--- ASSIGNMENT ---
Search the data for the word "variables". Reproduce every line where it is found.

Collected data entries:
━━━━━━━━
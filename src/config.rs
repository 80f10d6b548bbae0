//! Configuration management with layered loading
//!
//! Precedence (lowest to highest):
//! 1. Compiled defaults
//! 2. Global config: `$XDG_CONFIG_HOME/textree/textree.toml`
//! 3. Local config: `<dir>/.textree.toml`
//! 4. Environment variables: `TEXTREE_*` prefix

use std::path::{Path, PathBuf};

use config::{Config, ConfigError, Environment, Map};
use directories::ProjectDirs;
use serde::{Deserialize, Serialize};

use crate::application::{ApplicationError, VowelSet};
use crate::domain::parser::DEFAULT_PARAGRAPH_DELIMITER;

/// Expression preprocessing settings.
#[derive(Debug, Clone, Serialize, Deserialize, PartialEq, Eq)]
#[serde(default)]
pub struct PreprocessConfig {
    /// Replace embedded expressions before parsing
    pub enabled: bool,
}

impl Default for PreprocessConfig {
    fn default() -> Self {
        Self { enabled: true }
    }
}

/// Structural parser settings.
#[derive(Debug, Clone, Serialize, Deserialize, PartialEq, Eq)]
#[serde(default)]
pub struct ParserConfig {
    /// Regex separating paragraphs in the concatenated input
    pub paragraph_delimiter: String,
}

impl Default for ParserConfig {
    fn default() -> Self {
        Self {
            paragraph_delimiter: DEFAULT_PARAGRAPH_DELIMITER.to_string(),
        }
    }
}

/// Raw settings for intermediate parsing (`None` means "not specified").
#[derive(Debug, Clone, Deserialize, Default)]
#[serde(default)]
pub struct RawSettings {
    pub input_path: Option<PathBuf>,
    pub min_words: Option<usize>,
    pub order_symbol: Option<char>,
    pub vowels: Option<String>,
    pub preprocess: RawPreprocessConfig,
    pub parser: RawParserConfig,
}

#[derive(Debug, Clone, Deserialize, Default)]
#[serde(default)]
pub struct RawPreprocessConfig {
    pub enabled: Option<bool>,
}

#[derive(Debug, Clone, Deserialize, Default)]
#[serde(default)]
pub struct RawParserConfig {
    pub paragraph_delimiter: Option<String>,
}

/// Unified configuration for textree.
#[derive(Debug, Clone, Serialize, Deserialize, PartialEq, Eq)]
#[serde(default)]
pub struct Settings {
    /// Input file used when a command gets no FILE argument
    pub input_path: PathBuf,
    /// Sentences with fewer words are dropped by `filter`
    pub min_words: usize,
    /// Symbol counted by `sort-lexemes`
    pub order_symbol: char,
    /// Letters counted as vowels, everything else alphabetic is a consonant
    pub vowels: String,
    pub preprocess: PreprocessConfig,
    pub parser: ParserConfig,
}

impl Default for Settings {
    fn default() -> Self {
        Self {
            input_path: PathBuf::from("data/input.txt"),
            min_words: 3,
            order_symbol: 'a',
            vowels: "aeiouy".to_string(),
            preprocess: PreprocessConfig::default(),
            parser: ParserConfig::default(),
        }
    }
}

/// Get the XDG config directory for textree.
pub fn global_config_dir() -> Option<PathBuf> {
    ProjectDirs::from("", "", "textree").map(|dirs| dirs.config_dir().to_path_buf())
}

/// Get the path to the global config file.
pub fn global_config_path() -> Option<PathBuf> {
    global_config_dir().map(|dir| dir.join("textree.toml"))
}

/// Get the path to the local config file in a directory.
pub fn local_config_path(dir: &Path) -> PathBuf {
    dir.join(".textree.toml")
}

/// Load a TOML file into RawSettings for manual merging.
fn load_raw_settings(path: &Path) -> Result<RawSettings, ApplicationError> {
    let content = std::fs::read_to_string(path).map_err(|e| ApplicationError::Config {
        message: format!("read {}: {}", path.display(), e),
    })?;
    toml::from_str(&content).map_err(|e| ApplicationError::Config {
        message: format!("parse {}: {}", path.display(), e),
    })
}

/// Expand `~`, `$VAR` and `${VAR}`; unknown variables leave the input as is.
fn expand_path(path: &Path) -> PathBuf {
    let raw = path.to_string_lossy();
    match shellexpand::full(raw.as_ref()) {
        Ok(expanded) => PathBuf::from(expanded.as_ref()),
        Err(_) => path.to_path_buf(),
    }
}

impl Settings {
    /// Vowel set used by the vowel / consonant analytic.
    pub fn vowel_set(&self) -> VowelSet {
        VowelSet::new(&self.vowels)
    }

    fn expand_paths(&mut self) {
        self.input_path = expand_path(&self.input_path);
    }

    /// Overlay wins where it specifies a value.
    fn merge_with(&self, overlay: &RawSettings) -> Self {
        Self {
            input_path: overlay
                .input_path
                .clone()
                .unwrap_or_else(|| self.input_path.clone()),
            min_words: overlay.min_words.unwrap_or(self.min_words),
            order_symbol: overlay.order_symbol.unwrap_or(self.order_symbol),
            vowels: overlay.vowels.clone().unwrap_or_else(|| self.vowels.clone()),
            preprocess: PreprocessConfig {
                enabled: overlay.preprocess.enabled.unwrap_or(self.preprocess.enabled),
            },
            parser: ParserConfig {
                paragraph_delimiter: overlay
                    .parser
                    .paragraph_delimiter
                    .clone()
                    .unwrap_or_else(|| self.parser.paragraph_delimiter.clone()),
            },
        }
    }

    /// Load settings with layered precedence.
    ///
    /// # Arguments
    /// * `local_dir` - Optional directory holding a `.textree.toml`
    pub fn load(local_dir: Option<&Path>) -> Result<Self, ApplicationError> {
        let mut current = Self::default();

        if let Some(global_path) = global_config_path() {
            if global_path.exists() {
                current = current.merge_with(&load_raw_settings(&global_path)?);
            }
        }

        if let Some(dir) = local_dir {
            let local_path = local_config_path(dir);
            if local_path.exists() {
                current = current.merge_with(&load_raw_settings(&local_path)?);
            }
        }

        current = Self::apply_env_overrides(current, None)?;
        current.expand_paths();

        Ok(current)
    }

    /// Apply TEXTREE_* environment variables as explicit overrides.
    ///
    /// `source` replaces the process environment when given.
    pub fn apply_env_overrides(
        mut settings: Self,
        source: Option<Map<String, String>>,
    ) -> Result<Self, ApplicationError> {
        let config = Config::builder()
            .add_source(
                Environment::with_prefix("TEXTREE")
                    .prefix_separator("_")
                    .separator("__")
                    .source(source),
            )
            .build()
            .map_err(config_err)?;

        if let Ok(val) = config.get_string("input_path") {
            settings.input_path = PathBuf::from(val);
        }
        if let Ok(val) = config.get_string("min_words") {
            settings.min_words = val.parse().map_err(|e| ApplicationError::Config {
                message: format!("TEXTREE_MIN_WORDS={val}: {e}"),
            })?;
        }
        if let Ok(val) = config.get_string("order_symbol") {
            settings.order_symbol = single_char(&val).ok_or_else(|| ApplicationError::Config {
                message: format!("TEXTREE_ORDER_SYMBOL must be one character, got {val:?}"),
            })?;
        }
        if let Ok(val) = config.get_string("vowels") {
            settings.vowels = val;
        }
        if let Ok(val) = config.get_bool("preprocess.enabled") {
            settings.preprocess.enabled = val;
        }
        if let Ok(val) = config.get_string("parser.paragraph_delimiter") {
            settings.parser.paragraph_delimiter = val;
        }

        Ok(settings)
    }

    /// Show the effective configuration as TOML.
    pub fn to_toml(&self) -> Result<String, ApplicationError> {
        toml::to_string_pretty(self).map_err(|e| ApplicationError::Config {
            message: format!("serialize config: {e}"),
        })
    }

    /// Generate a template config file.
    pub fn template() -> String {
        r#"# textree configuration
#
# Locations (by precedence, lowest to highest):
#   Global: ~/.config/textree/textree.toml
#   Local:  <dir>/.textree.toml          (selected with -C <dir>)
#   Env:    TEXTREE_* environment variables, nested keys use "__"
#           e.g. TEXTREE_MIN_WORDS=4, TEXTREE_PREPROCESS__ENABLED=false

# Input file used when a command gets no FILE argument
# input_path = "data/input.txt"

# Sentences with fewer words are removed by `textree filter`
# min_words = 3

# Symbol whose occurrences order lexemes in `textree sort-lexemes`
# order_symbol = "a"

# Letters counted as vowels by `textree vowels`
# vowels = "aeiouy"

[preprocess]
# Replace embedded arithmetic/bitwise expressions by their value
# enabled = true

[parser]
# Regex separating paragraphs after empty lines have been dropped
# paragraph_delimiter = '\r?\n[ \t]*\r?\n|\t| {4,}'
"#
        .to_string()
    }
}

fn single_char(s: &str) -> Option<char> {
    let mut chars = s.chars();
    match (chars.next(), chars.next()) {
        (Some(c), None) => Some(c),
        _ => None,
    }
}

fn config_err(e: ConfigError) -> ApplicationError {
    ApplicationError::Config {
        message: e.to_string(),
    }
}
━━━━━━━━
--- TASK RESULT ---
//! 4. Environment variables: `TEXTREE_*` prefix
/// Expand `~`, `$VAR` and `${VAR}`; unknown variables leave the input as is.
    /// Apply TEXTREE_* environment variables as explicit overrides.
#   Env:    TEXTREE_* environment variables, nested keys use "__"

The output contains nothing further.